Üzerinden yıllar geçti, o nedenle birinin çok istediği bir şeyin yapılabilir hale gelmesinin o kişinin kucağına bırakılmış bomba metaforuyla anlatılması ilk anda saçma görünebilir. Fakat gazetelerin bu haberi sözleşmiş gibi “unutulan tartışma yeniden gündemde” kalıbıyla verdikleri hatırlandığında iş değişiyor.
Evet, öyleydi ve bu tartışmanın “unutulmuş” olması ancak tartışmayı başlatıp alevlendiren öznenin arzusuyla olabilirdi. Zaten tam da öyle olmuştu; AK Parti, o zamanlar neden olduğu tam anlaşılamayan nedenlerle hakikaten sessizce geri çekilmiş, Başkanlık konusunu ağzına almamaya başlamıştı.
AK Parti MKYK üyesi Şamil Tayyar geçtiğimiz günlerde Cumhurbaşkanlığı Hükümet Sistemi’nde (ya da Türk tipi başkanlık sisteminde) başkan seçilmek için 50+1 oyun şart olarak belirlenmesinin AK Parti’ye kurulmuş bir tuzak olduğunu söyledi. O, tuzağı kuranların “Sorosçular” olduğunu söylese de, şayet bir tuzak varsa, bunun sorumlusunun, Bahçeli suretinde konuşup “getirin tasarınızı Meclis’e, kurun sisteminizi” diye yol verenler olduğunu düşünmek daha mantıklı olmaz mı? Erdoğan’la iktidar gücünü paylaşmak için zaten çeşitli taktikler deneyen devlet içindeki milliyetçi-ulusalcı kliklerin tam sırası deyip böyle bir hamlede bulunmuş olmaları akla uygun bir ihtimal değil mi? Sonrasını biliyoruz: Tek başına iktidar olarak yola devam erebilecekken MHP’ye (ve onun şahsında devlet içindeki bazı kesimlere) mahkûm olma yılları…
Gerçi Şamil Tayyar sadece 50+1’in tuzak olduğundan söz ediyor, parti içinde bunun mücadelesini verdiğini söylüyor… İyi de, başkanlık sistemine geçmeye karar vermiş bir siyasi yapı 50+1 dışında bu sistemin meşruiyetini savunabilir miydi?
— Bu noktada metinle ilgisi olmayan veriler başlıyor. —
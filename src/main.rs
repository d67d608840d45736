mod ui;

use clap::{error::ErrorKind, CommandFactory, Parser};
use crossterm::{
    event::{DisableMouseCapture, EnableMouseCapture, KeyCode, KeyEvent, KeyEventKind, KeyModifiers},
    execute,
    terminal::{disable_raw_mode, enable_raw_mode, EnterAlternateScreen, LeaveAlternateScreen},
    tty::IsTty,
};
use ratatui::{
    backend::{Backend, CrosstermBackend},
    layout::Rect,
    Frame, Terminal,
};
use reflex::{
    app_dirs::AppDirs,
    audio::TerminalBell,
    clock::SystemClock,
    config::{ConfigStore, FileConfigStore, KeyLayout},
    game::Game,
    logging,
    presentation::{SharedSnapshot, Snapshot},
    runtime::{ChannelEventSource, FixedTicker, GameEvent, Runner},
    scheduler::{RandomSource, RngSource},
    store::{KeyValueStore, MemoryStore, SqliteStore},
};
use std::{
    error::Error,
    io::{self, stdin},
    path::PathBuf,
    time::Duration,
};
use tracing::{info, warn};

const TICK_RATE_MS: u64 = 10;

/// reaction-time grid game for the terminal
#[derive(Parser, Debug, Clone)]
#[clap(
    version,
    about,
    long_about = "Hit the lit cells of a 3x3 grid before they expire. Targets arrive faster the better you do; one slow reaction ends the game."
)]
pub struct Cli {
    /// keys that map to the grid (remembered for next time)
    #[clap(short = 'l', long, value_enum)]
    layout: Option<KeyLayout>,

    /// seed for the spawn randomness, for a reproducible sequence
    #[clap(long)]
    seed: Option<u64>,

    /// records database to use instead of the default location
    #[clap(long)]
    db: Option<PathBuf>,

    /// mute sound cues (remembered, toggle in game with m)
    #[clap(short = 'm', long)]
    muted: bool,
}

#[derive(Debug, Clone, Copy, PartialEq, Eq)]
enum Flow {
    Continue,
    Quit,
}

pub struct App {
    pub game: Game,
    pub shared: SharedSnapshot,
    pub snapshot: Snapshot,
    pub layout: KeyLayout,
}

impl App {
    pub fn new(game: Game, shared: SharedSnapshot, layout: KeyLayout) -> Self {
        let snapshot = game.snapshot();
        Self {
            game,
            shared,
            snapshot,
            layout,
        }
    }

    /// Pick up the latest published snapshot. Returns true if there was one.
    pub fn refresh(&mut self) -> bool {
        match self.shared.take() {
            Some(snapshot) => {
                self.snapshot = snapshot;
                true
            }
            None => false,
        }
    }

    fn handle(&mut self, event: GameEvent, frame: Rect) -> Flow {
        match event {
            GameEvent::Tick => {
                self.game.advance();
            }
            GameEvent::Resize => {}
            GameEvent::Click { column, row } => {
                if let Some(cell) = ui::grid_geometry(frame).cell_at(column, row) {
                    self.game.click(cell);
                }
            }
            GameEvent::Key(key) => return self.handle_key(key),
        }
        Flow::Continue
    }

    fn handle_key(&mut self, key: KeyEvent) -> Flow {
        if key.kind == KeyEventKind::Release {
            return Flow::Continue;
        }
        match key.code {
            KeyCode::Esc => return Flow::Quit,
            KeyCode::Char('c') if key.modifiers.contains(KeyModifiers::CONTROL) => {
                return Flow::Quit
            }
            KeyCode::Char(' ') | KeyCode::Enter => self.game.start(),
            KeyCode::Char('m') => {
                let muted = self.game.toggle_mute();
                info!(muted, "mute toggled");
            }
            KeyCode::Char(c) => {
                if let Some(cell) = self.layout.cell_for(c) {
                    self.game.click(cell);
                }
            }
            _ => {}
        }
        Flow::Continue
    }
}

fn main() -> Result<(), Box<dyn Error>> {
    let cli = Cli::parse();

    if !stdin().is_tty() {
        let mut cmd = Cli::command();
        cmd.error(ErrorKind::Io, "stdin must be a tty").exit();
    }

    if let Some(log_path) = AppDirs::log_path() {
        if let Err(e) = logging::setup_logging(&log_path) {
            eprintln!("reflex: logging disabled: {e}");
        }
    }

    let config_store = FileConfigStore::new();
    let mut config = config_store.load();
    if let Some(layout) = cli.layout {
        config.key_layout = layout;
        if let Err(e) = config_store.save(&config) {
            warn!(error = %e, "failed to save config");
        }
    }

    let rng: Box<dyn RandomSource> = match cli.seed {
        Some(seed) => Box::new(RngSource::seeded(seed)),
        None => Box::new(RngSource::from_entropy()),
    };
    let shared = SharedSnapshot::new();
    let mut game = Game::new(Box::new(SystemClock::new()), rng, open_store(cli.db.clone()))
        .with_audio(Box::new(TerminalBell::stdout()))
        .with_sink(Box::new(shared.clone()));
    if cli.muted {
        game.set_muted(true);
    }
    info!(layout = %config.key_layout, seed = ?cli.seed, "reflex started");

    enable_raw_mode()?;

    let mut stdout = io::stdout();
    execute!(stdout, EnterAlternateScreen, EnableMouseCapture)?;
    let backend = CrosstermBackend::new(stdout);
    let mut terminal = Terminal::new(backend)?;

    let mut app = App::new(game, shared, config.key_layout);
    let result = start_tui(&mut terminal, &mut app);

    disable_raw_mode()?;
    execute!(terminal.backend_mut(), DisableMouseCapture, LeaveAlternateScreen)?;
    terminal.show_cursor()?;

    result
}

/// The records database, or an in-memory store if it can't be opened
fn open_store(path: Option<PathBuf>) -> Box<dyn KeyValueStore> {
    let Some(path) = path.or_else(AppDirs::db_path) else {
        warn!("no state directory; records will not be kept");
        return Box::new(MemoryStore::new());
    };
    match SqliteStore::open(&path) {
        Ok(store) => Box::new(store),
        Err(e) => {
            warn!(path = %path.display(), error = %e, "failed to open records; keeping them in memory");
            Box::new(MemoryStore::new())
        }
    }
}

fn start_tui<B: Backend>(terminal: &mut Terminal<B>, app: &mut App) -> Result<(), Box<dyn Error>> {
    let runner = Runner::new(
        ChannelEventSource::crossterm(),
        FixedTicker::new(Duration::from_millis(TICK_RATE_MS)),
    );

    app.refresh();
    terminal.draw(|f| ui(app, f))?;

    loop {
        let event = runner.step_until(app.game.next_wakeup());
        let resized = matches!(event, GameEvent::Resize);
        let size = terminal.size()?;
        let frame = Rect::new(0, 0, size.width, size.height);

        if app.handle(event, frame) == Flow::Quit {
            break;
        }
        if app.refresh() || resized {
            terminal.draw(|f| ui(app, f))?;
        }
    }

    info!("reflex exiting");
    Ok(())
}

fn ui(app: &App, f: &mut Frame) {
    f.render_widget(app, f.area());
}

#[cfg(test)]
impl App {
    /// App showing a fixed snapshot, for rendering tests
    pub fn headless(snapshot: Snapshot, layout: KeyLayout) -> Self {
        use reflex::{clock::ManualClock, scheduler::SequenceSource};

        let game = Game::new(
            Box::new(ManualClock::new(0)),
            Box::new(SequenceSource::constant(0.0)),
            Box::new(MemoryStore::new()),
        );
        Self {
            game,
            shared: SharedSnapshot::new(),
            snapshot,
            layout,
        }
    }
}

#[cfg(test)]
mod tests {
    use super::*;
    use crossterm::event::KeyEventState;
    use ratatui::backend::TestBackend;
    use reflex::{
        clock::ManualClock,
        scheduler::SequenceSource,
        session::{SessionState, MAX_ACTIVE_CELLS},
    };

    const FRAME: Rect = Rect {
        x: 0,
        y: 0,
        width: 100,
        height: 30,
    };

    fn test_app(layout: KeyLayout) -> (App, ManualClock) {
        let clock = ManualClock::new(0);
        let shared = SharedSnapshot::new();
        let game = Game::new(
            Box::new(clock.clone()),
            Box::new(SequenceSource::constant(0.0)),
            Box::new(MemoryStore::new()),
        )
        .with_sink(Box::new(shared.clone()));
        (App::new(game, shared, layout), clock)
    }

    fn key(code: KeyCode) -> GameEvent {
        GameEvent::Key(KeyEvent::new(code, KeyModifiers::NONE))
    }

    #[test]
    fn test_cli_defaults() {
        let cli = Cli::parse_from(["reflex"]);
        assert_eq!(cli.layout, None);
        assert_eq!(cli.seed, None);
        assert_eq!(cli.db, None);
        assert!(!cli.muted);
    }

    #[test]
    fn test_cli_flags() {
        let cli = Cli::parse_from([
            "reflex", "--layout", "qwerty", "--seed", "42", "--db", "/tmp/r.db", "--muted",
        ]);
        assert_eq!(cli.layout, Some(KeyLayout::Qwerty));
        assert_eq!(cli.seed, Some(42));
        assert_eq!(cli.db, Some(PathBuf::from("/tmp/r.db")));
        assert!(cli.muted);
    }

    #[test]
    fn test_cli_rejects_unknown_layout() {
        assert!(Cli::try_parse_from(["reflex", "--layout", "dvorak"]).is_err());
    }

    #[test]
    fn test_cli_debug_assert() {
        Cli::command().debug_assert();
    }

    #[test]
    fn space_and_enter_start() {
        let (mut app, _) = test_app(KeyLayout::Numpad);
        assert_eq!(app.handle(key(KeyCode::Char(' ')), FRAME), Flow::Continue);
        assert!(app.refresh());
        assert_eq!(app.snapshot.state, SessionState::Running);

        let generation = app.game.session().generation();
        app.handle(key(KeyCode::Enter), FRAME);
        assert_eq!(app.game.session().generation(), generation + 1);
    }

    #[test]
    fn esc_and_ctrl_c_quit() {
        let (mut app, _) = test_app(KeyLayout::Numpad);
        assert_eq!(app.handle(key(KeyCode::Esc), FRAME), Flow::Quit);
        let ctrl_c = GameEvent::Key(KeyEvent::new(KeyCode::Char('c'), KeyModifiers::CONTROL));
        assert_eq!(app.handle(ctrl_c, FRAME), Flow::Quit);
    }

    #[test]
    fn plain_c_is_a_cell_on_qwerty() {
        let (mut app, _) = test_app(KeyLayout::Qwerty);
        app.handle(key(KeyCode::Char(' ')), FRAME);
        assert_eq!(app.handle(key(KeyCode::Char('c')), FRAME), Flow::Continue);
    }

    #[test]
    fn m_toggles_mute() {
        let (mut app, _) = test_app(KeyLayout::Numpad);
        app.handle(key(KeyCode::Char('m')), FRAME);
        assert!(app.game.is_muted());
        app.refresh();
        assert!(app.snapshot.muted);
        app.handle(key(KeyCode::Char('m')), FRAME);
        assert!(!app.game.is_muted());
    }

    #[test]
    fn ticks_spawn_and_layout_keys_hit() {
        let (mut app, clock) = test_app(KeyLayout::Numpad);
        app.handle(key(KeyCode::Char(' ')), FRAME);
        clock.set_ms(480);
        app.handle(GameEvent::Tick, FRAME);
        app.refresh();
        assert_eq!(app.snapshot.active_cells, vec![0]);

        // '7' is the top-left cell on the numpad layout
        clock.set_ms(600);
        app.handle(key(KeyCode::Char('7')), FRAME);
        app.refresh();
        assert_eq!(app.snapshot.score, 880);
        assert!(app.snapshot.active_cells.is_empty());
    }

    #[test]
    fn key_release_is_ignored() {
        let (mut app, clock) = test_app(KeyLayout::Numpad);
        app.handle(key(KeyCode::Char(' ')), FRAME);
        clock.set_ms(480);
        app.handle(GameEvent::Tick, FRAME);

        let release = GameEvent::Key(KeyEvent {
            code: KeyCode::Char('7'),
            modifiers: KeyModifiers::NONE,
            kind: KeyEventKind::Release,
            state: KeyEventState::NONE,
        });
        app.handle(release, FRAME);
        assert_eq!(app.game.session().active_cells(), vec![0]);
    }

    #[test]
    fn mouse_click_on_cell_hits() {
        let (mut app, clock) = test_app(KeyLayout::Numpad);
        app.handle(key(KeyCode::Char(' ')), FRAME);
        clock.set_ms(480);
        app.handle(GameEvent::Tick, FRAME);

        let target = ui::grid_geometry(FRAME).cell_rect(0);
        clock.set_ms(500);
        app.handle(
            GameEvent::Click {
                column: target.x + 1,
                row: target.y + 1,
            },
            FRAME,
        );
        assert_eq!(app.game.session().stats().score, 980);
    }

    #[test]
    fn mouse_click_outside_grid_does_nothing() {
        let (mut app, clock) = test_app(KeyLayout::Numpad);
        app.handle(key(KeyCode::Char(' ')), FRAME);
        clock.set_ms(480);
        app.handle(GameEvent::Tick, FRAME);
        app.handle(GameEvent::Click { column: 0, row: 0 }, FRAME);
        assert_eq!(app.game.session().stats().click_count, 0);
        assert_eq!(app.game.session().active_cells(), vec![0]);
    }

    #[test]
    fn idle_ticks_publish_nothing() {
        let (mut app, clock) = test_app(KeyLayout::Numpad);
        app.refresh();
        clock.set_ms(5_000);
        app.handle(GameEvent::Tick, FRAME);
        assert!(!app.refresh());
    }

    #[test]
    fn cap_holds_through_the_app() {
        let (mut app, clock) = test_app(KeyLayout::Numpad);
        app.handle(key(KeyCode::Char(' ')), FRAME);
        for ms in (0..1500).step_by(TICK_RATE_MS as usize) {
            clock.set_ms(ms);
            app.handle(GameEvent::Tick, FRAME);
            assert!(app.game.session().targets().len() <= MAX_ACTIVE_CELLS);
        }
    }

    #[test]
    fn test_ui_draws_with_test_backend() {
        let (mut app, _) = test_app(KeyLayout::Numpad);
        app.refresh();

        let backend = TestBackend::new(100, 30);
        let mut terminal = Terminal::new(backend).unwrap();
        terminal.draw(|f| ui(&app, f)).unwrap();

        let content: String = terminal
            .backend()
            .buffer()
            .content
            .iter()
            .map(|c| c.symbol())
            .collect();
        assert!(content.contains("score 0"));
        assert!(content.contains("press space to start"));
    }

    #[test]
    fn test_tick_rate_constant() {
        assert_eq!(TICK_RATE_MS, 10);
    }
}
Nitekim o günlerde hiç duymadık böyle bir tartışmayı. (Bugün bile, sistemin mimarlarından Mehmet Uçum Cumhurbaşkanı Erdoğan’la polemik anlamına geleceğini bile bile 50+1’den asla vazgeçilemeyeceğini, vazgeçilirse sistemin meşruiyetinin kalmayacağını söylüyor).
Yani: Tuzak varsa, başkanlık sistemindeki seçilememe riskini görüp, tartışmayı önce soğutan sonra ortadan kaldıran AK Parti’ye “buyurun, engel olmayacağız” denmesinde vardır.
Daha üç yıl önceki ilk yazımda, Gülen Cemaati’nin darbe girişimi ile AK Parti’nin Başkanlık hamlelerinin ‘mantıksız, tuhaf’ görünümlerine bazı ‘tuzak’ların da eşlik etmiş olabileceğini söylerken spekülasyon yaptığımı açıkça belirtmiştim.
Fakat şimdi, bir zamanların iktidar ortakları (Gülen Cemaati ve AK Parti) ile her ikisini de düşman bilen eski iktidar yapılarının mevcut pozisyonlarına ve güçlerine baktığımda, her iki ‘tuzağın’ da işlemiş olması gözüme daha güçlü bir ihtimal olarak görünüyor.